11 Dead in Iraq Attack Blamed on IS Jihadists

In eastern Iraq, a tragic incident unfolded on Thursday evening, claiming the lives of at least 11 civilians in a blast and gunfire, according to statements from two security officials on Friday. The attack targeted a minibus transporting individuals who had attended an electoral meeting organized by a candidate from their tribe in Diyala province.

An interior ministry official, requesting anonymity, revealed that the violence occurred as the minibus returned from the political gathering. The provincial governor, Muthana al-Tamimi, placed blame on jihadists, specifically pointing fingers at the Islamic State (IS) group for what he termed a "cowardly operation." Al-Tamimi urged heightened vigilance against potential dormant cells of extremists in the region through a post on his Facebook page.

Despite the absence of an immediate claim from IS, Diyala remains an area where the group cells are known to be active.
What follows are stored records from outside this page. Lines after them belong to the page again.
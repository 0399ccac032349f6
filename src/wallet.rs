//! External wallet CLI client.
//!
//! All key management and signed submission goes through an external wallet
//! binary. The fragile subprocess details live behind the [`WalletApi`]
//! trait; everything above it (registry, funding, generator) only sees typed
//! calls, and tests substitute an in-memory implementation.

use std::env;
use std::io::Write;
use std::os::unix::fs::PermissionsExt;
use std::path::{Path, PathBuf};
use std::process::{Command, Stdio};
use std::time::Duration;

use log::debug;
use serde_json::Value;

/// Default directory for shardload binaries
const DEFAULT_BIN_DIR: &str = ".shardload/bin";

/// Errors from the external wallet binary or its invocation
#[derive(Debug, thiserror::Error)]
pub enum WalletError {
    #[error("Wallet binary not found: {path}")]
    NotFound { path: String },

    #[error("Wallet binary is not executable: {path}")]
    NotExecutable { path: String },

    #[error("Cannot determine home directory")]
    NoHomeDir,

    #[error("Wallet command failed ({command}): {output}")]
    CommandFailed { command: String, output: String },

    #[error("Unexpected wallet output for {command}: {output}")]
    UnexpectedOutput { command: String, output: String },

    #[error("No key named '{0}' in the keystore")]
    UnknownKey(String),

    #[error("Failed to spawn wallet process: {0}")]
    Spawn(#[from] std::io::Error),
}

/// Parameters for a single signed transfer
#[derive(Debug, Clone)]
pub struct TransferRequest {
    pub from_address: String,
    pub to_address: String,
    pub from_shard: u32,
    pub to_shard: u32,
    /// Amount in whole tokens
    pub amount: f64,
    pub gas_price: f64,
    pub gas_limit: u64,
    /// Locally assigned nonce; `None` lets the wallet query the network
    pub nonce: Option<u64>,
    pub passphrase: String,
    pub timeout: Duration,
}

/// Typed interface to the external wallet binary.
///
/// Every method is a blocking call; implementations must be safe to call
/// concurrently from worker threads.
pub trait WalletApi: Send + Sync {
    /// Create a keystore entry and return its address. With `exist_ok`, an
    /// entry that already exists resolves to its current address instead of
    /// failing.
    fn create_key(&self, name: &str, passphrase: &str, exist_ok: bool)
        -> Result<String, WalletError>;

    /// Import one keystore file; returns the imported (name, address). Bulk
    /// loads fan these calls out across the worker pool.
    fn import_key(&self, path: &Path, passphrase: &str) -> Result<(String, String), WalletError>;

    /// List (name, address) pairs known to the keystore.
    fn list_keys(&self) -> Result<Vec<(String, String)>, WalletError>;

    /// Export the secret key material for backup.
    fn export_key(&self, name: &str) -> Result<String, WalletError>;

    /// Delete a keystore entry.
    fn remove_key(&self, name: &str) -> Result<(), WalletError>;

    /// Submit a signed transfer; returns the transaction hash.
    fn transfer(&self, req: &TransferRequest) -> Result<String, WalletError>;
}

/// Get the user's home directory from the HOME environment variable
fn get_home_dir() -> Result<PathBuf, WalletError> {
    env::var("HOME")
        .map(PathBuf::from)
        .map_err(|_| WalletError::NoHomeDir)
}

/// Resolve a wallet binary path from a shorthand name or explicit path.
///
/// Resolution rules:
/// 1. If path contains `/` or starts with `~`: treat as explicit path
/// 2. Otherwise: expand shorthand to `~/.shardload/bin/{name}`
pub fn resolve_binary_path(name_or_path: &str) -> Result<PathBuf, WalletError> {
    let home_dir = get_home_dir()?;

    if name_or_path.contains('/') || name_or_path.starts_with('~') {
        let expanded = if let Some(rest) = name_or_path.strip_prefix("~/") {
            home_dir.join(rest)
        } else {
            PathBuf::from(name_or_path)
        };
        Ok(expanded)
    } else {
        Ok(home_dir.join(DEFAULT_BIN_DIR).join(name_or_path))
    }
}

/// Validate that the wallet binary exists and is executable.
///
/// Called at startup so a misconfigured path fails before any funding or
/// generation work begins.
pub fn validate_binary(path: &Path) -> Result<(), WalletError> {
    if !path.exists() {
        return Err(WalletError::NotFound {
            path: path.display().to_string(),
        });
    }

    let metadata = std::fs::metadata(path)?;
    if metadata.permissions().mode() & 0o111 == 0 {
        return Err(WalletError::NotExecutable {
            path: path.display().to_string(),
        });
    }

    Ok(())
}

/// Concrete [`WalletApi`] driving the external wallet binary.
///
/// The binary is expected to print a single JSON document on stdout for
/// key-management and transfer commands; anything else is a fatal
/// `UnexpectedOutput` for that call, never retried here.
pub struct CliWallet {
    binary: PathBuf,
    /// Node endpoint handed to the CLI for nonce lookup and submission
    node_endpoint: String,
}

impl CliWallet {
    pub fn new(binary: PathBuf, node_endpoint: String) -> Result<Self, WalletError> {
        validate_binary(&binary)?;
        Ok(Self {
            binary,
            node_endpoint,
        })
    }

    /// Run the wallet binary with `args`, feeding `stdin_data` if given, and
    /// return captured stdout. Non-zero exit surfaces the combined output.
    fn run(&self, args: &[String], stdin_data: Option<&str>) -> Result<String, WalletError> {
        let command_desc = args.first().cloned().unwrap_or_default();
        debug!("wallet: {} {}", self.binary.display(), args.join(" "));

        let mut child = Command::new(&self.binary)
            .args(args)
            .stdin(if stdin_data.is_some() {
                Stdio::piped()
            } else {
                Stdio::null()
            })
            .stdout(Stdio::piped())
            .stderr(Stdio::piped())
            .spawn()?;

        if let Some(data) = stdin_data {
            if let Some(stdin) = child.stdin.as_mut() {
                stdin.write_all(data.as_bytes())?;
                stdin.write_all(b"\n")?;
            }
        }

        let output = child.wait_with_output()?;
        let stdout = String::from_utf8_lossy(&output.stdout).into_owned();

        if !output.status.success() {
            let stderr = String::from_utf8_lossy(&output.stderr);
            return Err(WalletError::CommandFailed {
                command: command_desc,
                output: format!("{}{}", stdout, stderr).trim().to_string(),
            });
        }

        Ok(stdout)
    }

    /// Parse a JSON document from wallet stdout
    fn parse_json(command: &str, stdout: &str) -> Result<Value, WalletError> {
        serde_json::from_str(stdout.trim()).map_err(|_| WalletError::UnexpectedOutput {
            command: command.to_string(),
            output: stdout.trim().to_string(),
        })
    }

    fn extract_str(command: &str, value: &Value, field: &str) -> Result<String, WalletError> {
        value
            .get(field)
            .and_then(|v| v.as_str())
            .map(String::from)
            .ok_or_else(|| WalletError::UnexpectedOutput {
                command: command.to_string(),
                output: value.to_string(),
            })
    }
}

impl WalletApi for CliWallet {
    fn create_key(
        &self,
        name: &str,
        passphrase: &str,
        exist_ok: bool,
    ) -> Result<String, WalletError> {
        let args = vec![
            "keys".to_string(),
            "add".to_string(),
            name.to_string(),
            "--passphrase".to_string(),
        ];

        match self.run(&args, Some(passphrase)) {
            Ok(stdout) => {
                let value = Self::parse_json("keys add", &stdout)?;
                Self::extract_str("keys add", &value, "address")
            }
            Err(WalletError::CommandFailed { output, .. })
                if exist_ok && output.contains("already exists") =>
            {
                // Resolve the existing entry's address instead of failing
                self.list_keys()?
                    .into_iter()
                    .find(|(n, _)| n == name)
                    .map(|(_, addr)| addr)
                    .ok_or_else(|| WalletError::UnknownKey(name.to_string()))
            }
            Err(e) => Err(e),
        }
    }

    fn import_key(&self, path: &Path, passphrase: &str) -> Result<(String, String), WalletError> {
        let args = vec![
            "keys".to_string(),
            "import-ks".to_string(),
            path.display().to_string(),
            "--passphrase".to_string(),
        ];
        let stdout = self.run(&args, Some(passphrase))?;
        let value = Self::parse_json("keys import-ks", &stdout)?;

        let name = Self::extract_str("keys import-ks", &value, "name")?;
        let address = Self::extract_str("keys import-ks", &value, "address")?;
        Ok((name, address))
    }

    fn list_keys(&self) -> Result<Vec<(String, String)>, WalletError> {
        let args = vec!["keys".to_string(), "list".to_string()];
        let stdout = self.run(&args, None)?;
        let value = Self::parse_json("keys list", &stdout)?;

        let entries = value
            .as_array()
            .ok_or_else(|| WalletError::UnexpectedOutput {
                command: "keys list".to_string(),
                output: value.to_string(),
            })?;

        let mut keys = Vec::with_capacity(entries.len());
        for entry in entries {
            let name = Self::extract_str("keys list", entry, "name")?;
            let address = Self::extract_str("keys list", entry, "address")?;
            keys.push((name, address));
        }
        Ok(keys)
    }

    fn export_key(&self, name: &str) -> Result<String, WalletError> {
        let args = vec![
            "keys".to_string(),
            "export-private-key".to_string(),
            name.to_string(),
        ];
        let stdout = self.run(&args, None)?;
        let secret = stdout.trim().to_string();
        if secret.is_empty() {
            return Err(WalletError::UnexpectedOutput {
                command: "keys export-private-key".to_string(),
                output: stdout,
            });
        }
        Ok(secret)
    }

    fn remove_key(&self, name: &str) -> Result<(), WalletError> {
        let args = vec!["keys".to_string(), "remove".to_string(), name.to_string()];
        self.run(&args, None)?;
        Ok(())
    }

    fn transfer(&self, req: &TransferRequest) -> Result<String, WalletError> {
        let mut args = vec![
            "transfer".to_string(),
            "--node".to_string(),
            self.node_endpoint.clone(),
            "--from".to_string(),
            req.from_address.clone(),
            "--to".to_string(),
            req.to_address.clone(),
            "--from-shard".to_string(),
            req.from_shard.to_string(),
            "--to-shard".to_string(),
            req.to_shard.to_string(),
            "--amount".to_string(),
            format!("{}", req.amount),
            "--gas-price".to_string(),
            format!("{}", req.gas_price),
            "--gas-limit".to_string(),
            req.gas_limit.to_string(),
            "--timeout".to_string(),
            req.timeout.as_secs().to_string(),
            "--passphrase".to_string(),
        ];
        if let Some(nonce) = req.nonce {
            args.push("--nonce".to_string());
            args.push(nonce.to_string());
        }

        let stdout = self.run(&args, Some(&req.passphrase))?;
        let value = Self::parse_json("transfer", &stdout)?;
        Self::extract_str("transfer", &value, "transaction-hash")
    }
}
Following the extensive territorial losses suffered by IS in Iraq and Syria, the group officially declared the end of its self-proclaimed "caliphate" in 2017. However, sporadic attacks persist, particularly targeting military and police personnel in remote parts of central and northern Iraq.

In the recent Diyala unrest, a security source in Baghdad reported that at least 11 individuals lost their lives, and 17 sustained injuries in an attack initiated by an explosive device, followed by gunfire, during the gathering in Al-Omraniya village. The minibus, returning from an electoral meeting, was reportedly struck by two homemade bombs, with sniper fire ensuing.

This tragic event unfolded just days before the scheduled provincial council elections on December 18, which, in turn, contribute to the selection of governors. Iraq, striving to overcome decades of conflict, including the toppling of Saddam Hussein two decades ago, faces ongoing security challenges. Approximately 2,500 U.S. troops remain in the country as part of international efforts to prevent the resurgence of IS.

A United Nations report from July indicated that IS maintains a presence with an estimated 5,000 to 7,000 members across Iraq and the Syrian Arab Republic, predominantly consisting of fighters. The incident in Diyala underscores the persistent threat posed by extremist elements, emphasizing the need for continued efforts to maintain security and stability in the region.